Oh dear, Sheryl and I found no seagrasses in the area of study. However, there were lush seagrasses outside the study area! The seagrasses have seriously moved. More about the seagrass situation at Tuas on the TeamSeagrass blog.
But we did see many different kinds of seaweeds, the most abundant being the Big coin green seaweed (Halimeda sp.) with small clumps of other green seaweeds.

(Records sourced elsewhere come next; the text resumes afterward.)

//! Built-in stage types
//!
//! Small building blocks for composing inspection chains:
//!
//! | Name | Kind | Behaviour |
//! |------|------|-----------|
//! | `echo` | pass | Forwards untouched |
//! | `timestamp` | transform | Stamps arrival time if missing |
//! | `min_len` | filter | Drops payloads shorter than `min_len` |
//! | `normalize` | transform | Lowercases ASCII payload bytes |
//! | `regex` | offload | Scans every packet on the accelerator |
//! | `jitter` | pass | Busy-waits a random 0..`max_delay_us` |

use crate::buffer::Packet;
use crate::error::{PipelineError, Result};
use crate::stage::{Dataplane, Stage, StageContext, StageRegistry, Verdict};
use rand::rngs::StdRng;
use rand::{Rng, SeedableRng};
use std::time::{Duration, Instant};

/// Register every built-in stage type
pub fn register_builtins(registry: &mut StageRegistry) {
    registry.register("echo", || Box::new(EchoStage));
    registry.register("timestamp", || Box::new(TimestampStage));
    registry.register("min_len", || Box::new(MinLenStage::default()));
    registry.register("normalize", || Box::new(NormalizeStage));
    registry.register("regex", || Box::new(RegexStage));
    registry.register("jitter", || Box::new(JitterStage::default()));
}

/// Pass-through
pub struct EchoStage;

impl Stage for EchoStage {
    fn name(&self) -> &'static str {
        "echo"
    }

    #[inline]
    fn process(&mut self, _pkt: &mut Packet, _dp: &mut Dataplane) -> Result<Verdict> {
        Ok(Verdict::Forward)
    }
}

/// Restarts the latency clock: egress latency is then measured from the
/// burst in which this stage saw the packet
pub struct TimestampStage;

impl Stage for TimestampStage {
    fn name(&self) -> &'static str {
        "timestamp"
    }

    #[inline]
    fn process(&mut self, pkt: &mut Packet, dp: &mut Dataplane) -> Result<Verdict> {
        let now = dp.now();
        Ok(dp.transform(pkt, |p| p.stamp_rx(now)))
    }
}

/// Length filter
#[derive(Default)]
pub struct MinLenStage {
    min_len: usize,
}

impl Stage for MinLenStage {
    fn name(&self) -> &'static str {
        "min_len"
    }

    fn init(&mut self, ctx: &StageContext<'_>) -> Result<()> {
        self.min_len = ctx.param_u64("min_len", 0)? as usize;
        Ok(())
    }

    #[inline]
    fn process(&mut self, pkt: &mut Packet, dp: &mut Dataplane) -> Result<Verdict> {
        let min_len = self.min_len;
        Ok(dp.filter(pkt, |p| p.len() < min_len))
    }
}

/// ASCII lowercasing ahead of case-sensitive matching
pub struct NormalizeStage;

impl Stage for NormalizeStage {
    fn name(&self) -> &'static str {
        "normalize"
    }

    #[inline]
    fn process(&mut self, pkt: &mut Packet, dp: &mut Dataplane) -> Result<Verdict> {
        Ok(dp.transform(pkt, |p| p.data_mut().make_ascii_lowercase()))
    }
}

/// Accelerator offload
pub struct RegexStage;

impl Stage for RegexStage {
    fn name(&self) -> &'static str {
        "regex"
    }

    fn init(&mut self, ctx: &StageContext<'_>) -> Result<()> {
        if !ctx.accelerated {
            return Err(PipelineError::stage(
                "regex",
                format!("layer {} instance {} has no accelerator configured", ctx.layer, ctx.index),
            ));
        }
        Ok(())
    }

    #[inline]
    fn process(&mut self, _pkt: &mut Packet, dp: &mut Dataplane) -> Result<Verdict> {
        dp.offload()
    }
}

/// Random per-packet delay
pub struct JitterStage {
    max_delay: Duration,
    rng: StdRng,
}

impl Default for JitterStage {
    fn default() -> Self {
        Self {
            max_delay: Duration::from_micros(20),
            rng: StdRng::from_entropy(),
        }
    }
}

impl Stage for JitterStage {
    fn name(&self) -> &'static str {
        "jitter"
    }

    fn init(&mut self, ctx: &StageContext<'_>) -> Result<()> {
        let us = ctx.param_u64("max_delay_us", self.max_delay.as_micros() as u64)?;
        self.max_delay = Duration::from_micros(us);
        self.rng = StdRng::seed_from_u64(ctx.worker_id as u64 ^ 0x5eed);
        Ok(())
    }

    fn process(&mut self, _pkt: &mut Packet, _dp: &mut Dataplane) -> Result<Verdict> {
        let max = self.max_delay.as_nanos() as u64;
        if max > 0 {
            let deadline = Instant::now() + Duration::from_nanos(self.rng.gen_range(0..=max));
            while Instant::now() < deadline {
                std::hint::spin_loop();
            }
        }
        Ok(Verdict::Forward)
    }
}

#[cfg(test)]
mod tests {
    use super::*;
    use crate::config::StageParams;

    fn ctx(params: &StageParams, accelerated: bool) -> StageContext<'_> {
        StageContext {
            layer: 0,
            index: 1,
            worker_id: 1,
            batch_size: 64,
            accelerated,
            params,
        }
    }

    #[test]
    fn test_min_len_filter() {
        let mut params = StageParams::new();
        params.insert("min_len".into(), 8.into());
        let mut stage = MinLenStage::default();
        stage.init(&ctx(&params, false)).unwrap();

        let mut dp = Dataplane::new(1, false);
        let mut short = Packet::new(b"tiny");
        let mut long = Packet::new(b"long enough");
        assert_eq!(stage.process(&mut short, &mut dp).unwrap(), Verdict::Drop);
        assert_eq!(stage.process(&mut long, &mut dp).unwrap(), Verdict::Forward);
    }

    #[test]
    fn test_normalize() {
        let mut dp = Dataplane::new(0, false);
        let mut pkt = Packet::new(b"GET /Admin");
        NormalizeStage.process(&mut pkt, &mut dp).unwrap();
        assert_eq!(pkt.data(), b"get /admin");
    }

    #[test]
    fn test_timestamp_restarts_clock() {
        let mut dp = Dataplane::new(0, false);
        let earlier = Instant::now();
        let mut stamped = Packet::new(b"a");
        stamped.stamp_rx(earlier);
        let mut fresh = Packet::new(b"b");

        std::thread::sleep(Duration::from_millis(2));
        dp.begin_burst();
        TimestampStage.process(&mut stamped, &mut dp).unwrap();
        TimestampStage.process(&mut fresh, &mut dp).unwrap();
        assert_eq!(stamped.rx_timestamp(), Some(dp.now()));
        assert!(dp.now() > earlier);
        assert_eq!(fresh.rx_timestamp(), Some(dp.now()));
    }

    #[test]
    fn test_regex_requires_accelerator() {
        let params = StageParams::new();
        assert!(RegexStage.init(&ctx(&params, false)).is_err());
        assert!(RegexStage.init(&ctx(&params, true)).is_ok());

        let mut dp = Dataplane::new(1, true);
        let mut pkt = Packet::new(b"x");
        assert_eq!(RegexStage.process(&mut pkt, &mut dp).unwrap(), Verdict::Offload);
    }

    #[test]
    fn test_jitter_bounded() {
        let mut params = StageParams::new();
        params.insert("max_delay_us".into(), 50.into());
        let mut stage = JitterStage::default();
        stage.init(&ctx(&params, false)).unwrap();

        let mut dp = Dataplane::new(0, false);
        let mut pkt = Packet::new(b"x");
        let started = Instant::now();
        for _ in 0..10 {
            assert_eq!(stage.process(&mut pkt, &mut dp).unwrap(), Verdict::Forward);
        }
        assert!(started.elapsed() <= Duration::from_secs(1));
        assert_eq!(stage.max_delay, Duration::from_micros(50));
    }
}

Sadly, we came across a very VERY long driftnet. It must have been about 400m long! As I was trying to remove the net, I got pricked on the finger by this White-spotted rabbitfish (Siganus canaliculatus). Ouch! Now I know what the descriptions mean by the fish having poisonous spines. There was a sharp pain that went down my finger to my wrist, which dulled to an acid ache in about 15 minutes. A few hours later, there's no more pain.
It was a heartache to see this net trap not only fishes but also entangle the beautiful marine life on the shore.
We only managed to remove about 100m of this net before we had to leave. More about the net on the Project Driftnet blog.

Thanks to Sheryl of Merck for arranging for us to visit!

The evening low tides have started with a vengeance. For the next five days, back-to-back field trips to more amazing shores of Singapore! Trying to document what we have, and dealing with the many threats we see there.